[Problem details]
When a line in the entries below contains the word "started", copy that line.

[Collected data entries]
#####

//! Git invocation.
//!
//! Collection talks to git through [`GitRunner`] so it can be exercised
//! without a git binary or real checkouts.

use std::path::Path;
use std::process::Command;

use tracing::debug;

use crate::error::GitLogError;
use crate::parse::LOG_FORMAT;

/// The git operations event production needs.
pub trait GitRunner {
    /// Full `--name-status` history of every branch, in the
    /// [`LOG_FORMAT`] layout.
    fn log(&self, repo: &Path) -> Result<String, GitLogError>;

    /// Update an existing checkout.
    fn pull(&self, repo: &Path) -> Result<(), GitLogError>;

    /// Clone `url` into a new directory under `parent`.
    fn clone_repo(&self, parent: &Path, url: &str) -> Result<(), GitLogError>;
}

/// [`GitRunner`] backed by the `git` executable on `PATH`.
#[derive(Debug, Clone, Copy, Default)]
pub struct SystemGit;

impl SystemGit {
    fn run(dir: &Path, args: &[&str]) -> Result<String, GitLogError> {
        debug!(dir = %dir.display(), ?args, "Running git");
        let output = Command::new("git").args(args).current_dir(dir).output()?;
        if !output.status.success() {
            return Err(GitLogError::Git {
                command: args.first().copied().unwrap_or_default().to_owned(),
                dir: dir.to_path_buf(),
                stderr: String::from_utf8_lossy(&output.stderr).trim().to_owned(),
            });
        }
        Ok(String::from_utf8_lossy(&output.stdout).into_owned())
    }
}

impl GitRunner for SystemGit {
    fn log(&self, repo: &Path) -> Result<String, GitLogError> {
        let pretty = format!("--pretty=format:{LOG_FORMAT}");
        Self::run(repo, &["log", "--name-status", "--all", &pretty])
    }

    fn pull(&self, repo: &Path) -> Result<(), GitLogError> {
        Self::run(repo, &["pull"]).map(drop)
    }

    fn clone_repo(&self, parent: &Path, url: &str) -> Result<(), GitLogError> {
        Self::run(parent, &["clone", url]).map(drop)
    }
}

#####

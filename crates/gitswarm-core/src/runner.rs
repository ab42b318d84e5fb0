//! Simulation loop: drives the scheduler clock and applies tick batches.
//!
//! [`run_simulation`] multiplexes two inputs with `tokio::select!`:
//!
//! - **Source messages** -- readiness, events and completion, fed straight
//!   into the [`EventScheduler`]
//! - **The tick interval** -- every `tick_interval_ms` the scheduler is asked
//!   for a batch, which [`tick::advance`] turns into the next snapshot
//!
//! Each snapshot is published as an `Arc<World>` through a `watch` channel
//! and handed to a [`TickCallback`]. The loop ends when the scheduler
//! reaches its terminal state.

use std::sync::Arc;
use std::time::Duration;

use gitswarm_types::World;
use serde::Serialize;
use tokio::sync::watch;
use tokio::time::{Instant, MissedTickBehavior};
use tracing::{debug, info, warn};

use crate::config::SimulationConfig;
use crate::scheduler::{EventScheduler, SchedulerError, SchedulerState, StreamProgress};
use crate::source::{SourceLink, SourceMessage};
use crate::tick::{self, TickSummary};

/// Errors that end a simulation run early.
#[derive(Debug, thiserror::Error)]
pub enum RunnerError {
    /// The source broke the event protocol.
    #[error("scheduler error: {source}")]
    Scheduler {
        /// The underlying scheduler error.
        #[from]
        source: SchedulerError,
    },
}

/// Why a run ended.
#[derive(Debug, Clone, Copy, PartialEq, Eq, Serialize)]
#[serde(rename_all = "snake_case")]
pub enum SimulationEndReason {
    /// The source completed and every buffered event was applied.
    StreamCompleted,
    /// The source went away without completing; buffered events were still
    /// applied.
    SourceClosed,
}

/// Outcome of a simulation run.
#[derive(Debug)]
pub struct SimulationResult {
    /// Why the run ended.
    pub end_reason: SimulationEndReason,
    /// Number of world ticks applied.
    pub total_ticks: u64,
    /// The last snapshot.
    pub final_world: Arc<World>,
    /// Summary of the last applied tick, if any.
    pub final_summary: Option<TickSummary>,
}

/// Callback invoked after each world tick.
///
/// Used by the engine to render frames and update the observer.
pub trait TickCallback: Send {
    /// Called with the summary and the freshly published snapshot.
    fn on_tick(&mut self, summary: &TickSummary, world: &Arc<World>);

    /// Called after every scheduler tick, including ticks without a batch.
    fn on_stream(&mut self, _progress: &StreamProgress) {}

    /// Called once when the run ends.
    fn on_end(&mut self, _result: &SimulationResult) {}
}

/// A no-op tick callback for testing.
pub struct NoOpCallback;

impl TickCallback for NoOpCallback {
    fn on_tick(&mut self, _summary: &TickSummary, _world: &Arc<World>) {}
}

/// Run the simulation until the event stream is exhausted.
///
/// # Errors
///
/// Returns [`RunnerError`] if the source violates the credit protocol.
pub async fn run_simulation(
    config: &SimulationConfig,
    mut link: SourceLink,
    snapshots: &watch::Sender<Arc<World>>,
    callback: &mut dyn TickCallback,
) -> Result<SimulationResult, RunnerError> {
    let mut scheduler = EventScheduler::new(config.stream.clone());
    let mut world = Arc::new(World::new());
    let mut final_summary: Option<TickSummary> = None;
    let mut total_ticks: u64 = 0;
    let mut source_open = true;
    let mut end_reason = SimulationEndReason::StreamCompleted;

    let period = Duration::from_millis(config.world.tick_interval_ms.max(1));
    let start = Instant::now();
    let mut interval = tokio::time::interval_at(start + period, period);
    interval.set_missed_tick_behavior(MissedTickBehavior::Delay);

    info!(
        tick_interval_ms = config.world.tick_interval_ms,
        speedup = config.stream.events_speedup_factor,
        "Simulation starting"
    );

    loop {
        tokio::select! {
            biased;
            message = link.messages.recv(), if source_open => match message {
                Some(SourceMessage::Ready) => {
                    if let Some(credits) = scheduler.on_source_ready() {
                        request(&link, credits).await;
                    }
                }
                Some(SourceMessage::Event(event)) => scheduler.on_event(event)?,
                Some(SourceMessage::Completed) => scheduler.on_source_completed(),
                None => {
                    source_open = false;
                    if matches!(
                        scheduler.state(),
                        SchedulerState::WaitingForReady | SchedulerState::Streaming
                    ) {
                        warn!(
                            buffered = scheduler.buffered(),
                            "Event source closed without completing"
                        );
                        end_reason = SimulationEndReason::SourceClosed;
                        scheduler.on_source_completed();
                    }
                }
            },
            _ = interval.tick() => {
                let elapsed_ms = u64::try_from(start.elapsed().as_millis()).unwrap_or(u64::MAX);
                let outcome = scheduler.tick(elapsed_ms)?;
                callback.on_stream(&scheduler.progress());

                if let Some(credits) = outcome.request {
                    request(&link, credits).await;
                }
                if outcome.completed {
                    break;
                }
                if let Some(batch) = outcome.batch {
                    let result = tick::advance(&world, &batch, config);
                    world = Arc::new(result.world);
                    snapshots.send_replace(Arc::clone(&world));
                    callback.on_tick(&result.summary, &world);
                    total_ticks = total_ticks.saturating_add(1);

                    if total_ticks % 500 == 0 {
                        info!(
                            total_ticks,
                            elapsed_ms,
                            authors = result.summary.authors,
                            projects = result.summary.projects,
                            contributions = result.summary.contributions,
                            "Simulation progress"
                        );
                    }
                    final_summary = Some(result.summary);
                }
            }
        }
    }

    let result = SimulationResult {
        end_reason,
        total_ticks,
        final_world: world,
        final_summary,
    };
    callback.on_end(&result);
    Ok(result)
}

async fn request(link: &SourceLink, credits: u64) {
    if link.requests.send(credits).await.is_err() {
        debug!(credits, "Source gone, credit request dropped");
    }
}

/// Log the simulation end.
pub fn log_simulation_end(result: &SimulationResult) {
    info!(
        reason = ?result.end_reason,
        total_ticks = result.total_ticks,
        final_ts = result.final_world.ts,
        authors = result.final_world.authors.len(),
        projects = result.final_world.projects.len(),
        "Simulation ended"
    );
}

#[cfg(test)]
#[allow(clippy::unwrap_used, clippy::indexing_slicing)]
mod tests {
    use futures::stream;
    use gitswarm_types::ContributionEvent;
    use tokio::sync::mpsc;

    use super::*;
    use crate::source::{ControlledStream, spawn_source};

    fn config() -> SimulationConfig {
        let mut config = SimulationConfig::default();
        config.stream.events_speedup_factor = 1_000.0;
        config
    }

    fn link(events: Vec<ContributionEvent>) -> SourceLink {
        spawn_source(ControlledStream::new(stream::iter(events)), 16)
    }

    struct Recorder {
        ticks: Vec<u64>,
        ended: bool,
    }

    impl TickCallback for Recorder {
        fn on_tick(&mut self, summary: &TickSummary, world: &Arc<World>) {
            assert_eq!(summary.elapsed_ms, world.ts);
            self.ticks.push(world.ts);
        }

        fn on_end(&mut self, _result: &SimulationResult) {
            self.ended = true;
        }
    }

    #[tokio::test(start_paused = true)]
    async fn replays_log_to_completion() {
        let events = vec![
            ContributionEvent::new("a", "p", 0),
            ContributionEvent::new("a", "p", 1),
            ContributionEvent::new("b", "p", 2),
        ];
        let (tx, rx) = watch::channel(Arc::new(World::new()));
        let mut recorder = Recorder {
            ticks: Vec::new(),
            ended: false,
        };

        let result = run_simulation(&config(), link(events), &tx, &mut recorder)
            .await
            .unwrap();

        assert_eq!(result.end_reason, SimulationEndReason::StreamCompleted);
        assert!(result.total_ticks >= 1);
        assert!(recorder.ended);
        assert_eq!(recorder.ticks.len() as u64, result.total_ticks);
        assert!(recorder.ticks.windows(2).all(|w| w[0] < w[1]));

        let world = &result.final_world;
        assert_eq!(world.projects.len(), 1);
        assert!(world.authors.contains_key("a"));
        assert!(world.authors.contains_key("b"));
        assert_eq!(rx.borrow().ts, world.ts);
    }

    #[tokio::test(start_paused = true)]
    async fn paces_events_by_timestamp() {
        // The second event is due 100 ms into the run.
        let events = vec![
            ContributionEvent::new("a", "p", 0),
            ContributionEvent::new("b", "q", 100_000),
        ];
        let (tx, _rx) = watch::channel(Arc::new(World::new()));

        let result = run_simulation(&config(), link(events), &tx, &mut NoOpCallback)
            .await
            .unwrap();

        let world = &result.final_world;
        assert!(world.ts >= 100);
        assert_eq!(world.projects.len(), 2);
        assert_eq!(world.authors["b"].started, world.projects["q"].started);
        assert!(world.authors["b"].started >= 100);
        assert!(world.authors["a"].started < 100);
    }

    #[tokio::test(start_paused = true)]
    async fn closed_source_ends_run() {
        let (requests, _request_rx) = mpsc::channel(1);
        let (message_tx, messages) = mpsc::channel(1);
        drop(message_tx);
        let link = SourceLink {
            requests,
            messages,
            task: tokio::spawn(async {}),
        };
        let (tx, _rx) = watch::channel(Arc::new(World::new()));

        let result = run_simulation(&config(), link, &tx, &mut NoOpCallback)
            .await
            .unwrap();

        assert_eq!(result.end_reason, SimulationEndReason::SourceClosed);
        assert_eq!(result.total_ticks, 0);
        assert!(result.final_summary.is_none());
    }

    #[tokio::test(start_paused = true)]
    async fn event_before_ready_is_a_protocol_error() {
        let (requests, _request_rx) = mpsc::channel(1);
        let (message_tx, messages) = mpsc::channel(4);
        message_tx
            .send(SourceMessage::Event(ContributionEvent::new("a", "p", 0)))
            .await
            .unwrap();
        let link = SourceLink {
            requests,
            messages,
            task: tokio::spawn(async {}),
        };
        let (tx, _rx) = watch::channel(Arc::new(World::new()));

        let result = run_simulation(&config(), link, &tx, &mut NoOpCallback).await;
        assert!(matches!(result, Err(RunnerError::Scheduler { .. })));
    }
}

#####

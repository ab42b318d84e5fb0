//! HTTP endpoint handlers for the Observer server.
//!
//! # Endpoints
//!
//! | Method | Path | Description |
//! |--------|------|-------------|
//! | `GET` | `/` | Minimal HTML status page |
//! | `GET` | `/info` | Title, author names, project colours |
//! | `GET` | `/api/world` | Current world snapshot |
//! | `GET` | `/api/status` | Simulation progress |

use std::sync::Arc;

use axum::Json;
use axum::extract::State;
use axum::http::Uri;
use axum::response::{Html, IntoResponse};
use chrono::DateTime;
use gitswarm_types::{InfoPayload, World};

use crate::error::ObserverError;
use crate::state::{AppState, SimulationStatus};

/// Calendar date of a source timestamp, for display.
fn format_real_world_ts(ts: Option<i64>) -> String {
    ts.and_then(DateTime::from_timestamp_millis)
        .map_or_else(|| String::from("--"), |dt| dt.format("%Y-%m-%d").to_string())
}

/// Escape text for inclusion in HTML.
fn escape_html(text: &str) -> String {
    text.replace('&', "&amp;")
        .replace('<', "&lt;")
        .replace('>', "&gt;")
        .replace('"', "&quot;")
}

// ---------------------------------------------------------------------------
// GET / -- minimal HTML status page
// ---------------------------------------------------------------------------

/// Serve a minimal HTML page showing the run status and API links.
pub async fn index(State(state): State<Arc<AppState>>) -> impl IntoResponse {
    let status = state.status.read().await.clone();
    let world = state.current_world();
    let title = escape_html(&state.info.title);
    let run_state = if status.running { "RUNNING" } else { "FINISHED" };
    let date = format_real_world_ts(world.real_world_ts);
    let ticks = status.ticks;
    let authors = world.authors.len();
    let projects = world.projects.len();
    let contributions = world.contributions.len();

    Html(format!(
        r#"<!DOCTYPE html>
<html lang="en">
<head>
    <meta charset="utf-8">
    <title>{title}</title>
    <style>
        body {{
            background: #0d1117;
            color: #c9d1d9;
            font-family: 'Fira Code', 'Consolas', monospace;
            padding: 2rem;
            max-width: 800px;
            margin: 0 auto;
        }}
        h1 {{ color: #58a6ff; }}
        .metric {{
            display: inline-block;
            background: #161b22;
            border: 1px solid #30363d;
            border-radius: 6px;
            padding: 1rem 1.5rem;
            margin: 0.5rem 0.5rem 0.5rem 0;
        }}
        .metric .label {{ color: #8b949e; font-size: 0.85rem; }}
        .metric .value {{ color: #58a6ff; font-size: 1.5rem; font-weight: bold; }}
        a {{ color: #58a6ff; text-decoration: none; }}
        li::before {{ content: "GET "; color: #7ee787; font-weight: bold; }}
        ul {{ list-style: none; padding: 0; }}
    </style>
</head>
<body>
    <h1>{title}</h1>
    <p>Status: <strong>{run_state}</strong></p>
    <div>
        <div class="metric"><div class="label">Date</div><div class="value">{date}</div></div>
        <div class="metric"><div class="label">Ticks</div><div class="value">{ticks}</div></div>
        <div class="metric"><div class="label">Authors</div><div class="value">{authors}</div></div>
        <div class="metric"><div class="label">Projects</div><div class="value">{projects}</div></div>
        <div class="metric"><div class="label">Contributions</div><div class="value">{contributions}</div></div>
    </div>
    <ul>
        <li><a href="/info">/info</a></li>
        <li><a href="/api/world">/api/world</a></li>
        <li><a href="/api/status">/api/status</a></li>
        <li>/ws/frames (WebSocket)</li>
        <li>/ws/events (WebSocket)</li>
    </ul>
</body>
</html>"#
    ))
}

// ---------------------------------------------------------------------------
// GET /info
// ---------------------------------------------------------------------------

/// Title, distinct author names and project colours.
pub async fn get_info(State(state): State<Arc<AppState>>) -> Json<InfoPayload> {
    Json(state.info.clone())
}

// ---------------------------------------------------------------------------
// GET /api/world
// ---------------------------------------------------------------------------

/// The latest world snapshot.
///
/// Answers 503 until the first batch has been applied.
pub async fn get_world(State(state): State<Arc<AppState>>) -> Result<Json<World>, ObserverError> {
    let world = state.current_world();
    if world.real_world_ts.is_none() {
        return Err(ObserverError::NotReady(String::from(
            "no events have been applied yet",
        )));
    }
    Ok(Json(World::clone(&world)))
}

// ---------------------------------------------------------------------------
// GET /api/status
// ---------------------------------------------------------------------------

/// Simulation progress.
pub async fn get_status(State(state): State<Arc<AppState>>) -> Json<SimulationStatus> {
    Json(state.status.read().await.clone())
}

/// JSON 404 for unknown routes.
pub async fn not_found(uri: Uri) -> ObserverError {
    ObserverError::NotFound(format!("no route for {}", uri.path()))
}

#####

[Output]
        assert_eq!(world.authors["b"].started, world.projects["q"].started);
        assert!(world.authors["b"].started >= 100);
        assert!(world.authors["a"].started < 100);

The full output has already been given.